The study highlights that adding antiplatelet therapy to oral anticoagulation does not confer additional clinical benefit. Instead, it may increase the risk of bleeding without improving outcomes for ischemic events. This finding is crucial for clinicians managing patients with multiple cardiovascular risk factors. The predominance of observational data in the analysis limits the certainty of the conclusions, necessitating cautious interpretation of the results. Dedicated randomized controlled trials are needed to confirm these findings and establish definitive guidelines for practice.

Clinicians should consider OAC monotherapy as the preferred strategy for secondary prevention in patients with atrial fibrillation, atherosclerotic cardiovascular disease, and acute ischemic stroke. This approach offers an optimal balance between preventing ischemic events and minimizing bleeding risks. The safety profile of OAC monotherapy is favorable, with major bleeding being the primary safety outcome of concern. Discontinuations and tolerability were not explicitly reported in the abstract, but the overall safety profile supports the use of monotherapy over combination regimens.
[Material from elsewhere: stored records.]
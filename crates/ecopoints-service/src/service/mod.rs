//! 业务服务层
//!
//! 封装积分发放、内容审核、排行榜与查询的业务逻辑，
//! 依赖仓储 trait，可在 PostgreSQL 与内存实现之间切换。

pub mod activity_service;
pub mod dto;
pub mod leaderboard_service;
pub mod moderation_service;
pub mod query_service;
pub mod reward_service;

use std::sync::Arc;
use std::time::Duration;

use eco_shared::cache::Cache;
use eco_shared::config::LeaderboardConfig;
use sqlx::PgPool;

pub use activity_service::ActivityService;
pub use dto::*;
pub use leaderboard_service::LeaderboardService;
pub use moderation_service::ModerationService;
pub use query_service::PointsQueryService;
pub use reward_service::RewardService;

use crate::repository::{
    ContentRepository, ContentRepositoryTrait, MemoryStore, PointsLedgerRepository,
    PointsLedgerRepositoryTrait, UserRepository, UserRepositoryTrait,
};

/// 全部服务的组装结果
pub struct EcoPointsServices<UR, LR, CR>
where
    UR: UserRepositoryTrait,
    LR: PointsLedgerRepositoryTrait,
    CR: ContentRepositoryTrait,
{
    pub rewards: Arc<RewardService<LR>>,
    pub moderation: Arc<ModerationService<CR, LR>>,
    pub activity: Arc<ActivityService<UR, LR, CR>>,
    pub leaderboard: Arc<LeaderboardService<UR>>,
    pub queries: Arc<PointsQueryService<UR, LR>>,
}

pub type PgServices = EcoPointsServices<UserRepository, PointsLedgerRepository, ContentRepository>;
pub type MemoryServices = EcoPointsServices<MemoryStore, MemoryStore, MemoryStore>;

impl<UR, LR, CR> EcoPointsServices<UR, LR, CR>
where
    UR: UserRepositoryTrait,
    LR: PointsLedgerRepositoryTrait,
    CR: ContentRepositoryTrait,
{
    pub fn new(
        user_repo: Arc<UR>,
        ledger_repo: Arc<LR>,
        content_repo: Arc<CR>,
        leaderboard_config: &LeaderboardConfig,
        cache: Option<Arc<Cache>>,
    ) -> Self {
        let max_page_size = leaderboard_config.max_page_size;

        let mut rewards = RewardService::new(ledger_repo.clone());
        let mut leaderboard =
            LeaderboardService::new(user_repo.clone()).with_max_page_size(max_page_size);
        if let Some(cache) = cache {
            rewards = rewards.with_cache(cache.clone());
            leaderboard = leaderboard.with_cache(
                cache,
                Duration::from_secs(leaderboard_config.cache_ttl_seconds),
            );
        }
        let rewards = Arc::new(rewards);

        let moderation = Arc::new(
            ModerationService::new(content_repo.clone(), rewards.clone())
                .with_max_page_size(max_page_size),
        );
        let activity = Arc::new(ActivityService::new(
            user_repo.clone(),
            content_repo,
            rewards.clone(),
            moderation.clone(),
        ));
        let queries = Arc::new(
            PointsQueryService::new(user_repo, ledger_repo).with_max_page_size(max_page_size),
        );

        Self {
            rewards,
            moderation,
            activity,
            leaderboard: Arc::new(leaderboard),
            queries,
        }
    }
}

impl PgServices {
    /// 基于 PostgreSQL 连接池组装
    pub fn postgres(
        pool: PgPool,
        leaderboard_config: &LeaderboardConfig,
        cache: Option<Arc<Cache>>,
    ) -> Self {
        Self::new(
            Arc::new(UserRepository::new(pool.clone())),
            Arc::new(PointsLedgerRepository::new(pool.clone())),
            Arc::new(ContentRepository::new(pool)),
            leaderboard_config,
            cache,
        )
    }
}

impl MemoryServices {
    /// 基于内存仓储组装，返回的 store 与服务共享数据
    pub fn in_memory(leaderboard_config: &LeaderboardConfig) -> (Self, Arc<MemoryStore>) {
        let store = Arc::new(MemoryStore::new());
        let services = Self::new(
            store.clone(),
            store.clone(),
            store.clone(),
            leaderboard_config,
            None,
        );
        (services, store)
    }
}
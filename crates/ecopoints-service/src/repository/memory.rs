//! 内存仓储
//!
//! 使用 DashMap 实现全部仓储接口，适用于测试和本地开发。
//!
//! 原子性依赖 DashMap 的条目写锁：一个用户的账户（总分、等级、流水）存放在同一个条目里，
//! 发放期间持有该条目的写锁。审核迁移先锁内容再锁作者账户，全局只有这一种加锁顺序。

use std::cmp::Reverse;
use std::sync::Arc;
use std::sync::atomic::{AtomicI64, Ordering};

use async_trait::async_trait;
use chrono::Utc;
use dashmap::DashMap;
use dashmap::mapref::entry::Entry;

use super::traits::{ContentRepositoryTrait, PointsLedgerRepositoryTrait, UserRepositoryTrait};
use crate::error::{EcoPointsError, Result};
use crate::level::level_of;
use crate::models::{
    AccountSnapshot, AppliedAward, CampaignParticipant, ContentKind, ContentRef, ContentStatus,
    ModerationDecision, ModeratableContent, NewContent, NewLedgerEntry, NewUser,
    PointsAction, PointsLedgerEntry, ResolvedContent, User,
};

/// 用户账户：总分、等级与流水放在同一个条目中一起加锁
#[derive(Debug, Clone)]
struct UserAccount {
    user: User,
    ledger: Vec<PointsLedgerEntry>,
}

#[derive(Debug, Clone)]
struct ContentRecord {
    content: ModeratableContent,
    participants: Vec<CampaignParticipant>,
}

/// 内存仓储
///
/// 克隆共享同一份数据
#[derive(Debug, Clone, Default)]
pub struct MemoryStore {
    users: Arc<DashMap<String, UserAccount>>,
    contents: Arc<DashMap<i64, ContentRecord>>,
    sequences: Arc<Sequences>,
}

#[derive(Debug, Default)]
struct Sequences {
    registration: AtomicI64,
    ledger: AtomicI64,
    content: AtomicI64,
}

impl Sequences {
    fn next(counter: &AtomicI64) -> i64 {
        counter.fetch_add(1, Ordering::SeqCst) + 1
    }
}

impl MemoryStore {
    pub fn new() -> Self {
        Self::default()
    }

    /// 在已持有的账户写锁内追加流水并更新总分、等级
    fn apply_to_account(
        &self,
        account: &mut UserAccount,
        entry: &NewLedgerEntry,
    ) -> Result<AppliedAward> {
        let previous_total = account.user.total_points;
        let previous_level = account.user.level;
        let new_total = previous_total.checked_add(entry.points).ok_or_else(|| {
            EcoPointsError::Internal(format!("用户 {} 积分溢出", entry.user_id))
        })?;
        let new_level = level_of(new_total);
        let now = Utc::now();

        let ledger_entry = PointsLedgerEntry {
            id: Sequences::next(&self.sequences.ledger),
            user_id: entry.user_id.clone(),
            action: entry.action,
            points: entry.points,
            description: entry.description.clone(),
            ref_id: entry.ref_id.clone(),
            created_at: now,
        };

        account.ledger.push(ledger_entry.clone());
        account.user.total_points = new_total;
        account.user.level = new_level;
        account.user.updated_at = now;

        Ok(AppliedAward {
            entry: ledger_entry,
            previous_total,
            previous_level,
            new_total,
            new_level,
        })
    }

    fn apply_award_locked(&self, entry: &NewLedgerEntry) -> Result<AppliedAward> {
        if entry.points <= 0 {
            return Err(EcoPointsError::InvalidAward {
                points: entry.points,
            });
        }

        let mut account = self
            .users
            .get_mut(&entry.user_id)
            .ok_or_else(|| EcoPointsError::UserNotFound(entry.user_id.clone()))?;

        self.apply_to_account(&mut account, entry)
    }

    fn resolve_locked(
        &self,
        content: ContentRef,
        decision: ModerationDecision,
        moderator_id: &str,
        reward: Option<NewLedgerEntry>,
    ) -> Result<ResolvedContent> {
        let mut record = self
            .contents
            .get_mut(&content.id)
            .filter(|record| record.content.kind == content.kind)
            .ok_or(EcoPointsError::ContentNotFound(content))?;

        if record.content.status.is_terminal() {
            return Err(EcoPointsError::NotPending {
                content,
                current: record.content.status,
            });
        }

        // 先发奖励，失败时内容状态不变
        let award = match reward {
            Some(entry) => Some(self.apply_award_locked(&entry)?),
            None => None,
        };

        record.content.status = decision.target_status();
        record.content.moderated_by = Some(moderator_id.to_string());
        record.content.moderated_at = Some(Utc::now());

        Ok(ResolvedContent {
            content: record.content.clone(),
            award,
        })
    }

    fn join_locked(&self, campaign_id: i64, user_id: &str) -> Result<CampaignParticipant> {
        let campaign = ContentRef::campaign(campaign_id);
        let mut record = self
            .contents
            .get_mut(&campaign_id)
            .filter(|record| record.content.kind == ContentKind::Campaign)
            .ok_or(EcoPointsError::ContentNotFound(campaign))?;

        if !self.users.contains_key(user_id) {
            return Err(EcoPointsError::UserNotFound(user_id.to_string()));
        }

        if record.participants.iter().any(|p| p.user_id == user_id) {
            return Err(EcoPointsError::AlreadyJoined {
                campaign_id,
                user_id: user_id.to_string(),
            });
        }

        let participant = CampaignParticipant {
            campaign_id,
            user_id: user_id.to_string(),
            joined_at: Utc::now(),
        };
        record.participants.push(participant.clone());

        Ok(participant)
    }

    fn ranked_users(&self) -> Vec<User> {
        let mut users: Vec<User> = self
            .users
            .iter()
            .map(|account| account.user.clone())
            .collect();
        users.sort_by_key(|u| (Reverse(u.total_points), u.registration_seq));
        users
    }
}

fn page<T>(items: impl Iterator<Item = T>, offset: i64, limit: i64) -> Vec<T> {
    items
        .skip(usize::try_from(offset).unwrap_or(0))
        .take(usize::try_from(limit).unwrap_or(0))
        .collect()
}

#[async_trait]
impl UserRepositoryTrait for MemoryStore {
    async fn create_user(&self, user: &NewUser) -> Result<User> {
        match self.users.entry(user.id.clone()) {
            Entry::Occupied(_) => Err(EcoPointsError::UserAlreadyExists(user.id.clone())),
            Entry::Vacant(slot) => {
                let now = Utc::now();
                let created = User {
                    id: user.id.clone(),
                    username: user.username.clone(),
                    total_points: 0,
                    level: level_of(0),
                    registration_seq: Sequences::next(&self.sequences.registration),
                    created_at: now,
                    updated_at: now,
                };
                slot.insert(UserAccount {
                    user: created.clone(),
                    ledger: Vec::new(),
                });
                Ok(created)
            }
        }
    }

    async fn get_user(&self, user_id: &str) -> Result<Option<User>> {
        Ok(self.users.get(user_id).map(|account| account.user.clone()))
    }

    async fn list_ranked(&self, offset: i64, limit: i64) -> Result<Vec<User>> {
        Ok(page(self.ranked_users().into_iter(), offset, limit))
    }

    async fn list_by_registration(&self, after_seq: i64, limit: i64) -> Result<Vec<User>> {
        let mut users: Vec<User> = self
            .users
            .iter()
            .filter(|account| account.user.registration_seq > after_seq)
            .map(|account| account.user.clone())
            .collect();
        users.sort_by_key(|u| u.registration_seq);
        Ok(page(users.into_iter(), 0, limit))
    }

    async fn count_users(&self) -> Result<i64> {
        Ok(self.users.len() as i64)
    }

    async fn count_users_above(&self, points: i64) -> Result<i64> {
        let count = self
            .users
            .iter()
            .filter(|account| account.user.total_points > points)
            .count();
        Ok(count as i64)
    }
}

#[async_trait]
impl PointsLedgerRepositoryTrait for MemoryStore {
    async fn apply_award(&self, entry: &NewLedgerEntry) -> Result<AppliedAward> {
        self.apply_award_locked(entry)
    }

    async fn sum_points(&self, user_id: &str) -> Result<i64> {
        Ok(self
            .users
            .get(user_id)
            .map(|account| account.ledger.iter().map(|e| e.points).sum())
            .unwrap_or(0))
    }

    async fn account_snapshot(&self, user_id: &str) -> Result<Option<AccountSnapshot>> {
        // 总分与流水在同一个条目读锁下读取
        Ok(self.users.get(user_id).map(|account| AccountSnapshot {
            user_id: account.user.id.clone(),
            total_points: account.user.total_points,
            level: account.user.level,
            ledger_total: account.ledger.iter().map(|e| e.points).sum(),
        }))
    }

    async fn sum_all_points(&self) -> Result<i64> {
        Ok(self
            .users
            .iter()
            .map(|account| account.ledger.iter().map(|e| e.points).sum::<i64>())
            .sum())
    }

    async fn count_by_action(&self, action: PointsAction) -> Result<i64> {
        let count: usize = self
            .users
            .iter()
            .map(|account| account.ledger.iter().filter(|e| e.action == action).count())
            .sum();
        Ok(count as i64)
    }

    async fn list_by_user(
        &self,
        user_id: &str,
        offset: i64,
        limit: i64,
    ) -> Result<Vec<PointsLedgerEntry>> {
        Ok(self
            .users
            .get(user_id)
            .map(|account| page(account.ledger.iter().rev().cloned(), offset, limit))
            .unwrap_or_default())
    }

    async fn count_by_user(&self, user_id: &str) -> Result<i64> {
        Ok(self
            .users
            .get(user_id)
            .map(|account| account.ledger.len() as i64)
            .unwrap_or(0))
    }

    async fn list_by_ref(&self, ref_id: &str) -> Result<Vec<PointsLedgerEntry>> {
        let mut entries: Vec<PointsLedgerEntry> = self
            .users
            .iter()
            .flat_map(|account| {
                account
                    .ledger
                    .iter()
                    .filter(|e| e.ref_id.as_deref() == Some(ref_id))
                    .cloned()
                    .collect::<Vec<_>>()
            })
            .collect();
        entries.sort_by_key(|e| e.id);
        Ok(entries)
    }
}

#[async_trait]
impl ContentRepositoryTrait for MemoryStore {
    async fn create_content(&self, content: &NewContent) -> Result<ModeratableContent> {
        if !self.users.contains_key(&content.author_id) {
            return Err(EcoPointsError::UserNotFound(content.author_id.clone()));
        }

        let created = ModeratableContent {
            id: Sequences::next(&self.sequences.content),
            kind: content.kind,
            author_id: content.author_id.clone(),
            status: ContentStatus::Pending,
            moderated_by: None,
            moderated_at: None,
            created_at: Utc::now(),
        };
        self.contents.insert(
            created.id,
            ContentRecord {
                content: created.clone(),
                participants: Vec::new(),
            },
        );

        Ok(created)
    }

    async fn get_content(&self, content: ContentRef) -> Result<Option<ModeratableContent>> {
        Ok(self
            .contents
            .get(&content.id)
            .filter(|record| record.content.kind == content.kind)
            .map(|record| record.content.clone()))
    }

    async fn list_by_status(
        &self,
        kind: ContentKind,
        status: ContentStatus,
        offset: i64,
        limit: i64,
    ) -> Result<Vec<ModeratableContent>> {
        let mut rows: Vec<ModeratableContent> = self
            .contents
            .iter()
            .filter(|record| record.content.kind == kind && record.content.status == status)
            .map(|record| record.content.clone())
            .collect();
        rows.sort_by_key(|c| (c.created_at, c.id));
        Ok(page(rows.into_iter(), offset, limit))
    }

    async fn count_by_status(&self, kind: ContentKind, status: ContentStatus) -> Result<i64> {
        let count = self
            .contents
            .iter()
            .filter(|record| record.content.kind == kind && record.content.status == status)
            .count();
        Ok(count as i64)
    }

    async fn resolve_pending(
        &self,
        content: ContentRef,
        decision: ModerationDecision,
        moderator_id: &str,
        reward: Option<NewLedgerEntry>,
    ) -> Result<ResolvedContent> {
        self.resolve_locked(content, decision, moderator_id, reward)
    }

    async fn add_participant(
        &self,
        campaign_id: i64,
        user_id: &str,
    ) -> Result<CampaignParticipant> {
        self.join_locked(campaign_id, user_id)
    }

    async fn list_participants(&self, campaign_id: i64) -> Result<Vec<CampaignParticipant>> {
        Ok(self
            .contents
            .get(&campaign_id)
            .filter(|record| record.content.kind == ContentKind::Campaign)
            .map(|record| record.participants.clone())
            .unwrap_or_default())
    }
}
The limitations of this analysis include the reliance on observational data and the need for confirmation through randomized trials. Findings should be interpreted with caution, particularly regarding non-significant trends in bleeding outcomes. The study does not fabricate trial-level details not present in the abstract, adhering to strict reporting standards. The certainty of the findings is limited by the study design, but the overall direction of the evidence supports OAC monotherapy. Practice relevance is high, as the results directly inform treatment decisions for a broad patient population with complex cardiovascular needs.